Aim of the task: Your answer should be every line from the records that contains "push".
[[ Information supplied, beginning ]]
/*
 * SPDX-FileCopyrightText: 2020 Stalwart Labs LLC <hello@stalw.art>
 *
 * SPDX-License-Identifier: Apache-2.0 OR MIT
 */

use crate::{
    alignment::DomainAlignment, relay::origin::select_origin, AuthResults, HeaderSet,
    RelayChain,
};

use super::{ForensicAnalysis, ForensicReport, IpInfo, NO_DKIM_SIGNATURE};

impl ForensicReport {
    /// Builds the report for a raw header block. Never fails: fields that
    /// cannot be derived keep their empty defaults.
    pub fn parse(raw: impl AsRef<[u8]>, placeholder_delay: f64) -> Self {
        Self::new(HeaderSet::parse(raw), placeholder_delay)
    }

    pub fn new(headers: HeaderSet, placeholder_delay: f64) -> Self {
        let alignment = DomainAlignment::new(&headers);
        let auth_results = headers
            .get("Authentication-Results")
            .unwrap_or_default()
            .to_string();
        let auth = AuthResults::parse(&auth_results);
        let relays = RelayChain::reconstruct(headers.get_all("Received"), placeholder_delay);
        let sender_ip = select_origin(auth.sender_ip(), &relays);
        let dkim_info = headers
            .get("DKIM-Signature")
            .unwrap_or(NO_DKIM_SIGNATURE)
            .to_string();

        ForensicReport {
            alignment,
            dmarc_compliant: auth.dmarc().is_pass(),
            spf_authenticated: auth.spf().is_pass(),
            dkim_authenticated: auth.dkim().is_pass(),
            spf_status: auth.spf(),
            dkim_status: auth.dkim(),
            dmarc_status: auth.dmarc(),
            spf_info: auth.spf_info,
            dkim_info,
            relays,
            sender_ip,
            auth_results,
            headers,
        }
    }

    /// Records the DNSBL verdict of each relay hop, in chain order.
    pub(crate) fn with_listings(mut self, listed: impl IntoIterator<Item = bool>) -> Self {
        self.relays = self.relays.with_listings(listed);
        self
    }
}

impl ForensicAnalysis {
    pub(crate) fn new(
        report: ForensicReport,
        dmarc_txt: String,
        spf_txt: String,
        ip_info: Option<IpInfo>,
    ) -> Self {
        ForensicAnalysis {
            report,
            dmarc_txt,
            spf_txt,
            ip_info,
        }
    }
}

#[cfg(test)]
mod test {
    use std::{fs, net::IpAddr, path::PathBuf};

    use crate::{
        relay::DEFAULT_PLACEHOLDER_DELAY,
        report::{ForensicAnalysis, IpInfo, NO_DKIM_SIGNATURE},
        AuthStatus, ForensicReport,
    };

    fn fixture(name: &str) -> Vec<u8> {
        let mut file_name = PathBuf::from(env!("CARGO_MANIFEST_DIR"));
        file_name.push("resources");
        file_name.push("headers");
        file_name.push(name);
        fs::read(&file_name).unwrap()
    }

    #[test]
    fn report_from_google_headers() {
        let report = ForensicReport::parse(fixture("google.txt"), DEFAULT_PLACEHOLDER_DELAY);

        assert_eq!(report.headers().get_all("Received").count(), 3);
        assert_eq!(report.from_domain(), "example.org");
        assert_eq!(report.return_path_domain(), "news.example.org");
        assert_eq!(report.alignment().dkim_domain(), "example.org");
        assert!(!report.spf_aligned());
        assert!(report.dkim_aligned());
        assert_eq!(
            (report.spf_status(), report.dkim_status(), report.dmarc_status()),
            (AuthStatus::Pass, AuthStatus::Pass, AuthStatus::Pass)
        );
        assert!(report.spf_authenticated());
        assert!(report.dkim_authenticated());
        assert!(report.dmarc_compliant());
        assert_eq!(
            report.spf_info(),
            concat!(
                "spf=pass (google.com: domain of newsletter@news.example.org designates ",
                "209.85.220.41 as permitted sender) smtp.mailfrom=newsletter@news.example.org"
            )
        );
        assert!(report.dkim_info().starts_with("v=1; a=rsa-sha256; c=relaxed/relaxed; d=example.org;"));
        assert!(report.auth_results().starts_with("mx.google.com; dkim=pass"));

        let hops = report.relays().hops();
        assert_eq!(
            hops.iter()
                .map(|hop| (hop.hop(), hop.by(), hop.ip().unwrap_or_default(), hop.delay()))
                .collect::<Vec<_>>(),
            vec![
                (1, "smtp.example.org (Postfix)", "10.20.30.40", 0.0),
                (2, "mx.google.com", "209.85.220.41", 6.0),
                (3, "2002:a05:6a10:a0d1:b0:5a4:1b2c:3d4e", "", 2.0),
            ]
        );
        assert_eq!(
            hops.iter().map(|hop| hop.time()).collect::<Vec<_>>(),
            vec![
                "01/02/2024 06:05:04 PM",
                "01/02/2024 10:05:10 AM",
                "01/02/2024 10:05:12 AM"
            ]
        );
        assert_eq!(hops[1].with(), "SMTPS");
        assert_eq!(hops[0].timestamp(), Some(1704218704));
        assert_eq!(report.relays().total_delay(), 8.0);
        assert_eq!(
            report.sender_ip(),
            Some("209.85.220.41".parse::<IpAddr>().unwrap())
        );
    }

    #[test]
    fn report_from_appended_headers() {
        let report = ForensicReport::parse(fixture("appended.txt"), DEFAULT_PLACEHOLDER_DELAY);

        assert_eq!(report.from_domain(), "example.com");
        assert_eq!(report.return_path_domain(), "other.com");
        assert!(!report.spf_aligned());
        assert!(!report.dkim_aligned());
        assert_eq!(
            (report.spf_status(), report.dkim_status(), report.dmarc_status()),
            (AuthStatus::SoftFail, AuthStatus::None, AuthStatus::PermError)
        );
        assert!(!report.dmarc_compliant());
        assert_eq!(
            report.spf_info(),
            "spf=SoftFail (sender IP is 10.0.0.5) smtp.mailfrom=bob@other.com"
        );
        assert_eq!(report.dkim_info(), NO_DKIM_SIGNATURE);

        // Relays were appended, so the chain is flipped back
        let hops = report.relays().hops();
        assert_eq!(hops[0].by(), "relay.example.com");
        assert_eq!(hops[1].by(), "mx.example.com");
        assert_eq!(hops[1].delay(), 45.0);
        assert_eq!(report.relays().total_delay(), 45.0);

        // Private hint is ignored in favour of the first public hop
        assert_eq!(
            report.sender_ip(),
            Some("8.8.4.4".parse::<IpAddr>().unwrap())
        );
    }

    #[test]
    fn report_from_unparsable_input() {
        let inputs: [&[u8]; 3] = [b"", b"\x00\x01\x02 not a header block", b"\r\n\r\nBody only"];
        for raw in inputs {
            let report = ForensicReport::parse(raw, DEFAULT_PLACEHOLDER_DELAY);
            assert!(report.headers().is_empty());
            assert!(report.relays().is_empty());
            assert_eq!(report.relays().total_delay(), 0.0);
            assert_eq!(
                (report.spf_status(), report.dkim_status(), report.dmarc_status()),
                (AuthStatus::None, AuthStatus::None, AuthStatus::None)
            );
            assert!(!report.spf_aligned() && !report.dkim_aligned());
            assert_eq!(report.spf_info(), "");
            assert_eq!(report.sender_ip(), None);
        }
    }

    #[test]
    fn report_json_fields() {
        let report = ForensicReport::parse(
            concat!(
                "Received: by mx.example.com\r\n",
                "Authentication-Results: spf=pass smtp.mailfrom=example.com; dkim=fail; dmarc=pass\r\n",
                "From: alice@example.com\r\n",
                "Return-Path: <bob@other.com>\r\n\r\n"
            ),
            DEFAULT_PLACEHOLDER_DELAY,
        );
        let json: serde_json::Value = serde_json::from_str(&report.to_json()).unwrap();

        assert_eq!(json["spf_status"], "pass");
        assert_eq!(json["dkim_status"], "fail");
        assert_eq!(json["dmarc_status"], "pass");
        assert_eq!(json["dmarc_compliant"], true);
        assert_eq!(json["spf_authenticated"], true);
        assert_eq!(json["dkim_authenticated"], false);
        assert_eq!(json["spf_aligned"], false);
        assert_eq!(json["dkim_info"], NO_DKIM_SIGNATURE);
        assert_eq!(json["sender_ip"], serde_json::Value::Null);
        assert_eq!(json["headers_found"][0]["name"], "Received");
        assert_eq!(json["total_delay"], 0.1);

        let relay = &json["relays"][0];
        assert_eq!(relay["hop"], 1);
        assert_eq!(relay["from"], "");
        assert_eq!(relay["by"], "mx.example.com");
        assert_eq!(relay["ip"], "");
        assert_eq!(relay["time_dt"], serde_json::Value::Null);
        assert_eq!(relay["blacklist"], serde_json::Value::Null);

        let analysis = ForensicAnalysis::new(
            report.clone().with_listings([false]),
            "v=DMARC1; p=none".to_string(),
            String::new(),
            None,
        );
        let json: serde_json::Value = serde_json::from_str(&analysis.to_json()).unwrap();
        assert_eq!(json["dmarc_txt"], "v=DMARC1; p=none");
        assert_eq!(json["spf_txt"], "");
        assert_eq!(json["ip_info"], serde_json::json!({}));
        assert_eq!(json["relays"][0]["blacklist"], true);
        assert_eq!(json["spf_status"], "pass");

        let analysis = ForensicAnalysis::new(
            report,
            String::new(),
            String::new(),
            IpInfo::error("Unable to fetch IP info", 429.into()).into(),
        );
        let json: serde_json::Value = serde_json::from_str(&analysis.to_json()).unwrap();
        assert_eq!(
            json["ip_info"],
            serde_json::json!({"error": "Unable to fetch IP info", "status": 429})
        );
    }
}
[[ Information supplied, end ]]
[[ Information supplied, beginning ]]
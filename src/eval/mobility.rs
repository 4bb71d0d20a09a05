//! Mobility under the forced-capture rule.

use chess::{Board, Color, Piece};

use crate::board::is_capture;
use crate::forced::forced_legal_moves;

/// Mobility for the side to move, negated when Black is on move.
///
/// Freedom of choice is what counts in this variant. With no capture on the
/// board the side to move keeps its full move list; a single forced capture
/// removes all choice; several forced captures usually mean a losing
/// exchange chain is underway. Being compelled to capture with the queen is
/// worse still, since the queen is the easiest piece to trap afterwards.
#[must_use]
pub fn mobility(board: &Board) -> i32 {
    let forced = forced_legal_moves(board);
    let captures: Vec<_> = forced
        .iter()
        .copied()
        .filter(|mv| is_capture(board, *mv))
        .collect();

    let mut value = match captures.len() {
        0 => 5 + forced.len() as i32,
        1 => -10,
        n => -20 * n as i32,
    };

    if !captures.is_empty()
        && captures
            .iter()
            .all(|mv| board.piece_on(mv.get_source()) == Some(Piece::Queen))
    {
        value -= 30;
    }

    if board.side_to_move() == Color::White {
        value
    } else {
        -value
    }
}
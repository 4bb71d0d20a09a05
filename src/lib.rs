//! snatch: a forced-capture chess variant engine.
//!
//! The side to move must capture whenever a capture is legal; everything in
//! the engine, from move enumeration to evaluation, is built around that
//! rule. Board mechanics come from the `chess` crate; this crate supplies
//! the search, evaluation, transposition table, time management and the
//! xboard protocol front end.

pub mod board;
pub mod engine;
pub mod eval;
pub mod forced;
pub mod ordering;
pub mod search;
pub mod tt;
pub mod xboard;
[[ Information supplied, end ]]
[[ Information supplied, beginning ]]
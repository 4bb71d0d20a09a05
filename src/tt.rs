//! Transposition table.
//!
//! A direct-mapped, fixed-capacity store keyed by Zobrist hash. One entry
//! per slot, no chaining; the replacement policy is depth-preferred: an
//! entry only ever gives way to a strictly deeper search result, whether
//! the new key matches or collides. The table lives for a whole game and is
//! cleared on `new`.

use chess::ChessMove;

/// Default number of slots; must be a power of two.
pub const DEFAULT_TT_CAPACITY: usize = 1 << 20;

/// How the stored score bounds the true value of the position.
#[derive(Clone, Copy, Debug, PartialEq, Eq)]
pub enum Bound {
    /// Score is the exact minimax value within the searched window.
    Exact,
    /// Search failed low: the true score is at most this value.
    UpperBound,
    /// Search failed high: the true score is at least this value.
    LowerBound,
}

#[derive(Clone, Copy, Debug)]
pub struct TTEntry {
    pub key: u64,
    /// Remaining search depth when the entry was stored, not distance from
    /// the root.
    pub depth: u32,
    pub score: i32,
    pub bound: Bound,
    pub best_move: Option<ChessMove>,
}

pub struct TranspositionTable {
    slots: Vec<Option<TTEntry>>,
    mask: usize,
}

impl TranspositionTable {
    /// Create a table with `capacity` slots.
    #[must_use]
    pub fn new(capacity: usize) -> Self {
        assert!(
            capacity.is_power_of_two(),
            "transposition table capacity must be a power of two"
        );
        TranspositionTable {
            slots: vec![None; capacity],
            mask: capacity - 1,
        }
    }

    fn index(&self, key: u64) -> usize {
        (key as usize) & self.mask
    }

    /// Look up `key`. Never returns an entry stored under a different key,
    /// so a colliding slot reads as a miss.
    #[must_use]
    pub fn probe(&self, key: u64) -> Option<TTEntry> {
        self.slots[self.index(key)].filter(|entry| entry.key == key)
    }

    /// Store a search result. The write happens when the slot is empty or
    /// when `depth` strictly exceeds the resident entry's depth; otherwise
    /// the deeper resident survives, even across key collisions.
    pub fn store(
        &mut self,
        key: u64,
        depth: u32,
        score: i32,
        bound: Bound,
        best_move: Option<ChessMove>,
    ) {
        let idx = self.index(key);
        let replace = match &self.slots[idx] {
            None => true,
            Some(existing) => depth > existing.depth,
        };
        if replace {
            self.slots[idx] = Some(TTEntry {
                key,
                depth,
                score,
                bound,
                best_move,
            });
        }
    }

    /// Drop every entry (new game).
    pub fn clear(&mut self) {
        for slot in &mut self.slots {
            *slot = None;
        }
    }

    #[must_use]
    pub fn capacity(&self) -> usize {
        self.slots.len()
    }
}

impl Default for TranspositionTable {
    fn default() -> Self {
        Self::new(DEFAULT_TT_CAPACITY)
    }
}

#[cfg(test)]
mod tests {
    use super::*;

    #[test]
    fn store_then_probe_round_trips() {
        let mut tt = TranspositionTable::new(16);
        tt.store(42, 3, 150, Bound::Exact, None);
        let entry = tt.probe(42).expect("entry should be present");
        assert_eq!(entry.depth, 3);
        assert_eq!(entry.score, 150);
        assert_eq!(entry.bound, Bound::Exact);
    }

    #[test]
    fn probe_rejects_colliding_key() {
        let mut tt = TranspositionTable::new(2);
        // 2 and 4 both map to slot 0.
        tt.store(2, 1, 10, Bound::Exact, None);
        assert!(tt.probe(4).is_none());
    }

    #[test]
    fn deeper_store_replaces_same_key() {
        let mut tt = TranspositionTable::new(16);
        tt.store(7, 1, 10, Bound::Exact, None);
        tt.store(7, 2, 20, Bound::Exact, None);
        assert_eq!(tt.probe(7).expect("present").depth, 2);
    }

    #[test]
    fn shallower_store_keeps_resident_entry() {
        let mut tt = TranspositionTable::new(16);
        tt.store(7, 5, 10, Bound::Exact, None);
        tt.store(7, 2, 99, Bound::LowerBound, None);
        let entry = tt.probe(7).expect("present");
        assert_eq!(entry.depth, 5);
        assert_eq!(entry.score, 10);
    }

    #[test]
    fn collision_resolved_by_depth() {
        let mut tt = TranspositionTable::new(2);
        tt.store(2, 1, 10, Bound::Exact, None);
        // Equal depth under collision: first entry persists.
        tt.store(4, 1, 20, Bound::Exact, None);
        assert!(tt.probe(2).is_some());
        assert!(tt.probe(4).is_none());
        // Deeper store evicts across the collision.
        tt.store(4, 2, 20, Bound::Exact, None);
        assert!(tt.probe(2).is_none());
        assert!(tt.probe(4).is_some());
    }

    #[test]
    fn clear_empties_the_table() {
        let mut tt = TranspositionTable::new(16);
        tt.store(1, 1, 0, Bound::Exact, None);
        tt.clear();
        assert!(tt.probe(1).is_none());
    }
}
[[ Information supplied, end ]]
Response to the exercise:
        file_name.push("resources");
        file_name.push("headers");
        file_name.push(name);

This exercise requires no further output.